== Problem statement ==
Among the records that follow, how many lines include the string "field"? Only the number is wanted.

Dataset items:

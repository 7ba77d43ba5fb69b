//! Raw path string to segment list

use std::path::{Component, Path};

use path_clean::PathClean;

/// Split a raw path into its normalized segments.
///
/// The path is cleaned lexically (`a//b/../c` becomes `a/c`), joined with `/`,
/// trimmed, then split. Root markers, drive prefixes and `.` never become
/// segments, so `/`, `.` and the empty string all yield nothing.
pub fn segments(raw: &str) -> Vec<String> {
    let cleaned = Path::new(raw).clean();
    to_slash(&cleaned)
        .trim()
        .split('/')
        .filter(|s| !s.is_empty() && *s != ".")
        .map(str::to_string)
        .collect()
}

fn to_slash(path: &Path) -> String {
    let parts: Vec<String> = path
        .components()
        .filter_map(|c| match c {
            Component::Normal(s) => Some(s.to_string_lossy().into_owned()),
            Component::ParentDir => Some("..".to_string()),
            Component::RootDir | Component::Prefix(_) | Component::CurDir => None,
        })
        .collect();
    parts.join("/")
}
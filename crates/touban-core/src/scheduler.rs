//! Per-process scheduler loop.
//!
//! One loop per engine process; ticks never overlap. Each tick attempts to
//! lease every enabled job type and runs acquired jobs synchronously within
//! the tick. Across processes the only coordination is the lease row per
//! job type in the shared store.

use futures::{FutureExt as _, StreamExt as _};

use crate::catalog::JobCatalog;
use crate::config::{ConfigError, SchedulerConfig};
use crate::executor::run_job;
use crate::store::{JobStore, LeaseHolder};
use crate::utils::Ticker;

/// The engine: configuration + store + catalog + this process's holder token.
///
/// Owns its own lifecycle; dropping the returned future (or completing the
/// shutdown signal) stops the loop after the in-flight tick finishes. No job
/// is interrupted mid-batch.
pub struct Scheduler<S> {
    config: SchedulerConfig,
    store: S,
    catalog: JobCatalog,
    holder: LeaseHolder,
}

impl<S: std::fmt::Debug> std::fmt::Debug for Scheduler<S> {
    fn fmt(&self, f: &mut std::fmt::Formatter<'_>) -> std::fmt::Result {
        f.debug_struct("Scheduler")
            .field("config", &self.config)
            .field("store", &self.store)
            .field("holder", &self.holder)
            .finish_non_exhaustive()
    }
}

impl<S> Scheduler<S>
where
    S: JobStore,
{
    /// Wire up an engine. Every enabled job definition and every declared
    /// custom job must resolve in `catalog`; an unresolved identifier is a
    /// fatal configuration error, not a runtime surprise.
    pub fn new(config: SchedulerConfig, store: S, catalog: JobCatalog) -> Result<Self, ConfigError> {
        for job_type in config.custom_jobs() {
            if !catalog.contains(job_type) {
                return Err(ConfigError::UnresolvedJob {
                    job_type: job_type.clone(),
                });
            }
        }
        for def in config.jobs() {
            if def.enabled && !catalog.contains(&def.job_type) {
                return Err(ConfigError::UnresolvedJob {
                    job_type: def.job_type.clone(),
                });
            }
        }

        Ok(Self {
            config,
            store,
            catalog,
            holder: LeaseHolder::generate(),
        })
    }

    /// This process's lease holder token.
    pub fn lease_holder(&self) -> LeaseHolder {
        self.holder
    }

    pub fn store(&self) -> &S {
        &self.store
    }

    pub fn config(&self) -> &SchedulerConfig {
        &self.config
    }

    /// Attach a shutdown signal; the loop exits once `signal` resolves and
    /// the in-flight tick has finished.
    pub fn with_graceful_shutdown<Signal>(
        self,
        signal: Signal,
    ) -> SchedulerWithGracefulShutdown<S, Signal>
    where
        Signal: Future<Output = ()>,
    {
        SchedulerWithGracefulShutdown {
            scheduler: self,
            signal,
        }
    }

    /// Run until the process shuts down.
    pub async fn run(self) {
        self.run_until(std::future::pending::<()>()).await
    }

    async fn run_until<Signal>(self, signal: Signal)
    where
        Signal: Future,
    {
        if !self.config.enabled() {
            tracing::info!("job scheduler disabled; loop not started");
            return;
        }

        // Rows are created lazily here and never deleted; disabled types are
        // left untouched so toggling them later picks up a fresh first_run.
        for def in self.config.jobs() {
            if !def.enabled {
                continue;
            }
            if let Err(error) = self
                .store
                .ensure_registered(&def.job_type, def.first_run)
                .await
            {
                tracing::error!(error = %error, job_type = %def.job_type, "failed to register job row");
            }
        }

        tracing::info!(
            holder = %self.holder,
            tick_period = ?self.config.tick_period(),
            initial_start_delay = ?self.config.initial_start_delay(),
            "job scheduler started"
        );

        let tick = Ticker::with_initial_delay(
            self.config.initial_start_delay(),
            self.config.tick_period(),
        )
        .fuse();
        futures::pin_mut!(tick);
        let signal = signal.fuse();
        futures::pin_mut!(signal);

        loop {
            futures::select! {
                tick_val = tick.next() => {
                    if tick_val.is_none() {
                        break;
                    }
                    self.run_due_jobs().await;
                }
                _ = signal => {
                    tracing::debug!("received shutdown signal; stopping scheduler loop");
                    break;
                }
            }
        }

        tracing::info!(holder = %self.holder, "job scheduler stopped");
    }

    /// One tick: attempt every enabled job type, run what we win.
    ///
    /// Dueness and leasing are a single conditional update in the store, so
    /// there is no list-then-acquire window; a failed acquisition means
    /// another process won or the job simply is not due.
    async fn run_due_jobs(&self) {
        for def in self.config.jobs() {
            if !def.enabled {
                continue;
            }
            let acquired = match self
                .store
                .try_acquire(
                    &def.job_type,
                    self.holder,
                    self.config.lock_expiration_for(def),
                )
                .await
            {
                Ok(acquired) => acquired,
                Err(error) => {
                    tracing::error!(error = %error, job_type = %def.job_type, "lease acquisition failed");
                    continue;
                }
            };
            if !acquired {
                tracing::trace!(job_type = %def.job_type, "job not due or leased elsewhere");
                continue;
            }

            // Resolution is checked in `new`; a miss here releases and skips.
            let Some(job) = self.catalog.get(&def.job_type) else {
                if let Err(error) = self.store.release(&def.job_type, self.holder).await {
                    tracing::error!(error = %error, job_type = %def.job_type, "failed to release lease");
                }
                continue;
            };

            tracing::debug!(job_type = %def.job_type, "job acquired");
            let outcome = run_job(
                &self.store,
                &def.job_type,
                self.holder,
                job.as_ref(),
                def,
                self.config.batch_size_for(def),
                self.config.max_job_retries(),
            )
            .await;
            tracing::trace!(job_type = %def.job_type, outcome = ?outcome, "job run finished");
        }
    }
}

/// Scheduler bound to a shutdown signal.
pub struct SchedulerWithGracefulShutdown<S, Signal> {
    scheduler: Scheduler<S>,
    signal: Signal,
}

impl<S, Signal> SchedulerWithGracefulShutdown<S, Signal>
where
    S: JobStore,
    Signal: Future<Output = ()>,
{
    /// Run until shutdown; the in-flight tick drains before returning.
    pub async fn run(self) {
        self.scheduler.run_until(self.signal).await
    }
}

== Answer section ==
3